Sunday, May 22, 2011

Daniels Passes On White House Bid

Gov. Mitch Daniels has surprised and disappointed those urging him to seek the 2012 GOP nomination for president. Instead of announcing his intention to run this week as expected, he sent out an e-mai early this morning to his friends and supporters saying the opposite:

I hope this reaches you before the public news does. If so, please respect my confidence for the short time until I can make it known to all.

The counsel and encouragement I received from important citizens like you caused me to think very deeply about becoming a national candidate. In the end, I was able to resolve every competing consideration but one, but that, the interests and wishes of my family, is the most important consideration of all. If I have disappointed you, I will always be sorry. If you feel that this was a non-courageous or unpatriotic decision, I understand and will not attempt to persuade you otherwise. I only hope that you will accept my sincerity in the judgment I reached.

Many thanks for your help and input during this period of reflection. Please stay in touch if you see ways in which an obscure Midwestern governor might make a constructive contribution to the rebuilding of our economy and our Republic.
His hometown newspaper, the Indianapolis Star, received the news shortly before today's news deadline, which you can read here. With him out of the race for president, I suspect attention will now turn to him as a popular running mate choice for the 2012 GOP nominee.

UPDATE: WRTV's Kevin Rader just interviewed Sen. Richard Lugar live from the Indianapolis Motor Speedway. Lugar told Rader he was surprised by Daniels' decision not to run. He indicated he spoke to Daniels yesterday before he made the announcement public, but he declined to say what Daniels discussed with him about his decision. Daniels cut his teeth in politics working for Lugar first when Lugar was Indianapolis mayor and later when he became a U.S. Senator.

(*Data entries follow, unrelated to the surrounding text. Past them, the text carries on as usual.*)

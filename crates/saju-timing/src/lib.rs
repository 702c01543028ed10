//! 사주 이벤트 시기 예측 엔진.
//!
//! 이 크레이트는 다음을 제공합니다:
//! - 역법 변환 (연/월/일/시 간지)
//! - 관계 분류 (십신, 십이운성, 지지 관계)
//! - 달력 문맥 제공자 (절기, 대운, 2차 진행)
//! - 이벤트 유형별 선호 프로필
//! - 월별 시기 점수 계산
//! - 최적 기간 병합, 등급, 순위
//!
//! 모든 계산은 순수하고 동기적입니다. 병렬 순위 산출만 tokio 런타임을 사용합니다.

pub mod branch_interaction;
pub mod calendar;
pub mod daeun;
pub mod event_profile;
pub mod monthly_scorer;
pub mod period_ranker;
pub mod progression;
pub mod sibsin;
pub mod solar_term;
pub mod twelve_stage;

// 역법
pub use calendar::{
    ganji_for_day, ganji_for_hour, ganji_for_month, ganji_for_year, month_bounds, month_element,
    MAX_SUPPORTED_YEAR, MIN_SUPPORTED_YEAR,
};

// 관계 분류
pub use branch_interaction::{branch_interaction, INTERACTION_PRIORITY};
pub use sibsin::sibsin;
pub use twelve_stage::twelve_stage;

// 문맥 제공자
pub use daeun::daeun_stage_for;
pub use progression::{
    secondary_progression, MeanMotionProgression, MoonPhase, Progression, ProgressionProvider,
    ZodiacSign,
};
pub use solar_term::{
    solar_term_for, FixedSolarTerms, SolarTerm, SolarTermProvider, TermType, SOLAR_TERMS,
};

// 채점 및 순위
pub use event_profile::{profile_for, EventProfile};
pub use monthly_scorer::{InteractionTarget, MonthlyScorer, ScoreOptions};
pub use period_ranker::{PeriodRanker, RankOptions};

Daniels' announcement also hints that the media may have been digging through his old divorce records. At least he felt compelled to release this additional statement about his wife Cheri's demonstrated instability:

It is important to correct some factually incorrect accounts about the time when our family was divided. When Cheri and I parted, the court agreed with my view that our daughters’ best interests would be served by their staying in Indiana. Cheri and I were granted joint custody. Within a short time, she purchased a residence just a few minutes from our house. Until we remarried, we shared custody fully, the girls dividing their time between the two homes.

The notion that Cheri ever did or would “abandon” her girls or parental duty is the reverse of the truth and absurd to anyone who knows her, as I do, to be the best mother any daughter ever had.
I'm not sure how that tracks with numerous, unchallenged past accounts of Cheri moving to California to live with her second husband after the couple divorced before later remarrying. This passage from a story in today's Chicago Tribune is indicative of the scrutiny his marriage was likely to receive if he ran for president:

But as he talked about a candidacy, he always pointed back to his family as the primary issue that would hold him back.

His wife, Cheri, filed for divorce in 1993 and moved to California to remarry, leaving him to raise their four daughters in Indiana. She later divorced, and she and Daniels reconciled and remarried in 1997.

Mrs. Daniels had never taken much of a public role in her husband's political career.

So it raised eyebrows when she was chosen as the keynote speaker at a major Indiana fundraiser earlier in May.

Both husband and wife were said to be pleased with the reception they got, and advisers suggested that the outcome could encourage Daniels to run for president. Even so, Republicans in Washington and Indiana with ties to Daniels put the odds at 50-50.
A post at the Redstate blog, which has been generally skeptical of a Daniels' bid adds:

Since the standard operating procedure of the media these days is to dismantle every aspect of a candidate’s past (except with the notable exception of then-candidate Barack Obama), I’m sure Daniels and his family were anticipating the media microscope.
Yeah, I think it's safe to conclude Cheri wasn't quite ready for prime time and probably never will be. As I noted recently, the "Cheri issue" wasn't going to go away.

1 comment:

Concerned Taxpayer said...

Too bad the Omedia has NEVER had the time to ask questions about Obama-Wan Kenobi concerning his past, his birth certificate, his parents, his college papers, his law degree, Michelle's law degree, etc.